Commodore's software story was indeed a mess, going all the way back to the PET. The BASIC in question was essentially a development snapshot of Microsoft BASIC on the 6502. It's the same code base that would go on to become Applesoft about a year later. But where Apple was able to drag MS along via comparison to the (less featureful but FAR more elegant) Integer BASIC interpreter, Commodore just took what they got and shipped it. Then patched it as needed as they kept shipping new hardware.

You'd think this would have hurt them more than it did. But in fact the idea of an "Operating System" had limited real utility in devices this small. There just wasn't enough space to do much useful for the user, and all "real" apps and games ended up rolling their own versions of everything anyway.

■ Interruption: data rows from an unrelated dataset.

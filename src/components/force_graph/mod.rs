//! Force-directed canvas for a single group.
//!
//! Lays out an [`ElementList`](crate::grouping::ElementList) on an HTML canvas
//! with:
//! - Physics-based node positioning via force simulation
//! - Pan, zoom, and node dragging interactions
//! - Neighborhood highlighting on hover
//! - Layer colors, solid `dep` edges and dashed `ref` edges
//!
//! # Example
//!
//! ```ignore
//! let elements = Signal::derive(move || session.with(|s| s.elements("vpc").unwrap_or_default()));
//!
//! view! { <ForceGraphCanvas data=elements height=224.0 /> }
//! ```

mod component;
mod render;
mod state;
pub mod theme;

pub use component::ForceGraphCanvas;
pub use theme::Theme;
//! Linear undo/redo history over whole-state snapshots.
//!
//! [`History`] owns the live state together with its past and future stacks.
//! All mutation goes through [`History::commit`] or [`History::try_commit`]:
//! the outgoing state is pushed onto the past stack and the future stack is
//! cleared, so redo is only ever available directly after an undo.
//!
//! Snapshots are owned values. A state moved onto a stack can no longer be
//! reached through the live state, so later changes never leak into history.

use log::debug;

use crate::config::HistoryConfig;

/// Live state plus undo/redo stacks.
#[derive(Clone, Debug)]
pub struct History<S> {
	current: S,
	past: Vec<S>,
	future: Vec<S>,
	max_undo_steps: usize,
}

impl<S> History<S> {
	/// Start a history at `initial` with default limits.
	pub fn new(initial: S) -> Self {
		Self::with_config(initial, &HistoryConfig::default())
	}

	/// Start a history at `initial`.
	pub fn with_config(initial: S, config: &HistoryConfig) -> Self {
		Self {
			current: initial,
			past: Vec::new(),
			future: Vec::new(),
			max_undo_steps: config.max_undo_steps,
		}
	}

	/// The live state.
	pub fn current(&self) -> &S {
		&self.current
	}

	/// Replace the live state and forget all history.
	pub fn reset(&mut self, state: S) {
		self.current = state;
		self.past.clear();
		self.future.clear();
	}

	/// Record the current state and replace it with `updater(current)`.
	pub fn commit(&mut self, updater: impl FnOnce(&S) -> S) {
		let next = updater(&self.current);
		self.push(next);
	}

	/// Like [`commit`](Self::commit), but an `Err` from `updater` leaves the
	/// state and both stacks untouched.
	pub fn try_commit<E>(&mut self, updater: impl FnOnce(&S) -> Result<S, E>) -> Result<(), E> {
		let next = updater(&self.current)?;
		self.push(next);
		Ok(())
	}

	/// Step back one commit. Returns false when there is nothing to undo.
	pub fn undo(&mut self) -> bool {
		let Some(prev) = self.past.pop() else {
			return false;
		};
		let cur = std::mem::replace(&mut self.current, prev);
		self.future.push(cur);
		debug!("history: undo (past {}, future {})", self.past.len(), self.future.len());
		true
	}

	/// Step forward one undone commit. Returns false when there is nothing to redo.
	pub fn redo(&mut self) -> bool {
		let Some(next) = self.future.pop() else {
			return false;
		};
		let cur = std::mem::replace(&mut self.current, next);
		self.past.push(cur);
		debug!("history: redo (past {}, future {})", self.past.len(), self.future.len());
		true
	}

	/// True when [`undo`](Self::undo) would change the state.
	pub fn can_undo(&self) -> bool {
		!self.past.is_empty()
	}

	/// True when [`redo`](Self::redo) would change the state.
	pub fn can_redo(&self) -> bool {
		!self.future.is_empty()
	}

	/// Size of the past stack.
	pub fn past_len(&self) -> usize {
		self.past.len()
	}

	/// Size of the future stack.
	pub fn future_len(&self) -> usize {
		self.future.len()
	}

	fn push(&mut self, next: S) {
		let prev = std::mem::replace(&mut self.current, next);
		self.past.push(prev);
		self.future.clear();
		if self.past.len() > self.max_undo_steps {
			let excess = self.past.len() - self.max_undo_steps;
			self.past.drain(0..excess);
			debug!("history: trimmed {} oldest entries", excess);
		}
	}
}

#[cfg(test)]
mod tests {
	use super::*;

	fn add(n: i32) -> impl FnOnce(&Vec<i32>) -> Vec<i32> {
		move |prev: &Vec<i32>| {
			let mut next = prev.clone();
			next.push(n);
			next
		}
	}

	#[test]
	fn commit_pushes_and_clears_redo() {
		let mut history = History::new(Vec::new());
		history.commit(add(1));
		history.commit(add(2));
		assert_eq!(history.past_len(), 2);

		assert!(history.undo());
		assert_eq!(history.future_len(), 1);

		history.commit(add(3));
		assert_eq!(history.current(), &vec![1, 3]);
		assert!(!history.can_redo(), "a fresh commit must clear redo");
		assert_eq!(history.past_len(), 2);
	}

	#[test]
	fn undo_then_redo_restores_state() {
		let mut history = History::new(vec![0]);
		history.commit(add(1));
		history.commit(add(2));
		let before = history.current().clone();

		assert!(history.undo());
		assert_eq!(history.current(), &vec![0, 1]);
		assert!(history.redo());
		assert_eq!(history.current(), &before);
		assert!(!history.can_redo());
	}

	#[test]
	fn undo_and_redo_on_empty_stacks_are_noops() {
		let mut history = History::new(vec![7]);
		assert!(!history.undo());
		assert!(!history.redo());
		assert_eq!(history.current(), &vec![7]);
		assert_eq!((history.past_len(), history.future_len()), (0, 0));
	}

	#[test]
	fn failed_try_commit_leaves_history_alone() {
		let mut history = History::new(vec![0]);
		history.commit(add(1));
		history.undo();

		let result: Result<(), &str> = history.try_commit(|_| Err("rejected"));
		assert_eq!(result, Err("rejected"));
		assert_eq!(history.current(), &vec![0]);
		assert_eq!(history.past_len(), 0);
		assert_eq!(history.future_len(), 1, "a rejected commit must not clear redo");
	}

	#[test]
	fn past_is_trimmed_to_limit() {
		let config = HistoryConfig { max_undo_steps: 3 };
		let mut history = History::with_config(Vec::new(), &config);
		for n in 0..5 {
			history.commit(add(n));
		}
		assert_eq!(history.past_len(), 3);

		while history.undo() {}
		assert_eq!(history.current(), &vec![0, 1]);
	}

	#[test]
	fn reset_forgets_history() {
		let mut history = History::new(vec![0]);
		history.commit(add(1));
		history.undo();
		history.reset(vec![9]);
		assert!(!history.can_undo());
		assert!(!history.can_redo());
		assert_eq!(history.current(), &vec![9]);
	}
}
//! Canvas rendering for group canvases.
//!
//! Draws in two passes after clearing: edges (with arrow heads) under nodes,
//! then nodes with their labels. While a node is hovered everything outside its
//! neighborhood is dimmed.

use std::f64::consts::PI;

use wasm_bindgen::JsValue;
use web_sys::CanvasRenderingContext2d;

use super::state::{CanvasEdge, ForceGraphState, NodeInfo};
use super::theme::{Color, Theme};

/// Renders the complete graph to the canvas.
pub fn render(state: &ForceGraphState, ctx: &CanvasRenderingContext2d, theme: &Theme) {
	ctx.set_fill_style_str(&theme.background.to_css());
	ctx.fill_rect(0.0, 0.0, state.width, state.height);

	ctx.save();
	let _ = ctx.translate(state.transform.x, state.transform.y);
	let _ = ctx.scale(state.transform.k, state.transform.k);

	draw_edges(state, ctx, theme);
	draw_nodes(state, ctx, theme);

	ctx.restore();
}

fn draw_edges(state: &ForceGraphState, ctx: &CanvasRenderingContext2d, theme: &Theme) {
	let positions = state.positions();
	let k = state.transform.k;

	for edge in state.edges() {
		let (Some(&(x1, y1)), Some(&(x2, y2))) =
			(positions.get(&edge.source), positions.get(&edge.target))
		else {
			continue;
		};
		let alpha = if !state.has_highlight()
			|| (state.is_highlighted(edge.source) && state.is_highlighted(edge.target))
		{
			1.0
		} else {
			theme.dim_alpha
		};
		draw_edge(ctx, theme, edge, (x1, y1), (x2, y2), alpha, k);
	}

	let _ = ctx.set_line_dash(&js_sys::Array::new());
}

fn draw_edge(
	ctx: &CanvasRenderingContext2d,
	theme: &Theme,
	edge: &CanvasEdge,
	(x1, y1): (f64, f64),
	(x2, y2): (f64, f64),
	alpha: f64,
	k: f64,
) {
	let (dx, dy) = (x2 - x1, y2 - y1);
	let dist = (dx * dx + dy * dy).sqrt();
	if dist < 0.001 {
		return;
	}
	let (ux, uy) = (dx / dist, dy / dist);
	let radius = theme.node.radius;
	let arrow = theme.edge.arrow_size;

	let base = if edge.dashed {
		theme.edge.ref_color
	} else {
		theme.edge.dep_color
	};
	let color = base.with_alpha(base.a * alpha);

	ctx.set_stroke_style_str(&color.to_css());
	ctx.set_line_width(theme.edge.line_width / k);
	if edge.dashed {
		let (dash, gap) = theme.edge.ref_dash;
		let _ = ctx.set_line_dash(&js_sys::Array::of2(
			&JsValue::from_f64(dash / k),
			&JsValue::from_f64(gap / k),
		));
	} else {
		let _ = ctx.set_line_dash(&js_sys::Array::new());
	}

	ctx.begin_path();
	ctx.move_to(x1 + ux * radius, y1 + uy * radius);
	ctx.line_to(x2 - ux * (radius + arrow), y2 - uy * (radius + arrow));
	ctx.stroke();

	// Arrow head points at the target.
	let _ = ctx.set_line_dash(&js_sys::Array::new());
	ctx.set_fill_style_str(&color.to_css());
	let (tip_x, tip_y) = (x2 - ux * radius, y2 - uy * radius);
	let (back_x, back_y) = (tip_x - ux * arrow, tip_y - uy * arrow);
	let (px, py) = (-uy * arrow * 0.5, ux * arrow * 0.5);

	ctx.begin_path();
	ctx.move_to(tip_x, tip_y);
	ctx.line_to(back_x + px, back_y + py);
	ctx.line_to(back_x - px, back_y - py);
	ctx.close_path();
	ctx.fill();
}

fn draw_nodes(state: &ForceGraphState, ctx: &CanvasRenderingContext2d, theme: &Theme) {
	let k = state.transform.k;
	let font = format!("{}px sans-serif", theme.node.label_size / k.max(0.5));

	state.graph.visit_nodes(|node| {
		let idx = node.index();
		let alpha = if !state.has_highlight() || state.is_highlighted(idx) {
			1.0
		} else {
			theme.dim_alpha
		};
		let hovered = state.hovered() == Some(idx);
		draw_node(ctx, node, theme, alpha, hovered, k, &font);
	});
}

fn draw_node(
	ctx: &CanvasRenderingContext2d,
	node: &force_graph::Node<NodeInfo>,
	theme: &Theme,
	alpha: f64,
	hovered: bool,
	k: f64,
	font: &str,
) {
	let (x, y) = (node.x() as f64, node.y() as f64);
	let info = &node.data.user_data;
	let radius = if hovered {
		theme.node.radius * 1.3
	} else {
		theme.node.radius
	};

	ctx.set_global_alpha(alpha);

	ctx.begin_path();
	let _ = ctx.arc(x, y, radius, 0.0, 2.0 * PI);
	ctx.set_fill_style_str(&info.color);
	ctx.fill();

	if theme.node.border_width > 0.0 {
		let border = if hovered {
			theme.node.border_color
		} else {
			theme.node.border_color.lighten(0.3)
		};
		ctx.set_stroke_style_str(&border.to_css());
		ctx.set_line_width(theme.node.border_width / k);
		ctx.stroke();
	}

	ctx.set_fill_style_str(&label_color(theme, hovered).to_css());
	ctx.set_font(font);
	let _ = ctx.fill_text(&info.label, x + radius + 3.0, y + 3.0);

	ctx.set_global_alpha(1.0);
}

fn label_color(theme: &Theme, hovered: bool) -> Color {
	if hovered {
		theme.node.label_color.with_alpha(1.0)
	} else {
		theme.node.label_color
	}
}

The C64's primary interface to the software developer was a hardware interface. And as it happened that mostly worked just great (disk I/O excepted, of course).


Microsoft /did/ go back, once, for an updated version of BASIC-65.

https://www.pagetable.com/?p=46


Do you mean Commodore went back?


Oops, yes!


I wouldn't really put the blame for this on Commodore. The integer code for BASIC-65 is common across all the platforms that licensed it from Microsoft.

You might be interested in checking this out: https://github.com/mist64/msbasic


The standard length of 5 bytes has some advantages when it comes to looking up variables. But, I agree, integer is really more like a clamped float in Commodore BASIC. (However, integer array values are stored in just 2 bytes, each, hinting at it's really about traversal time.)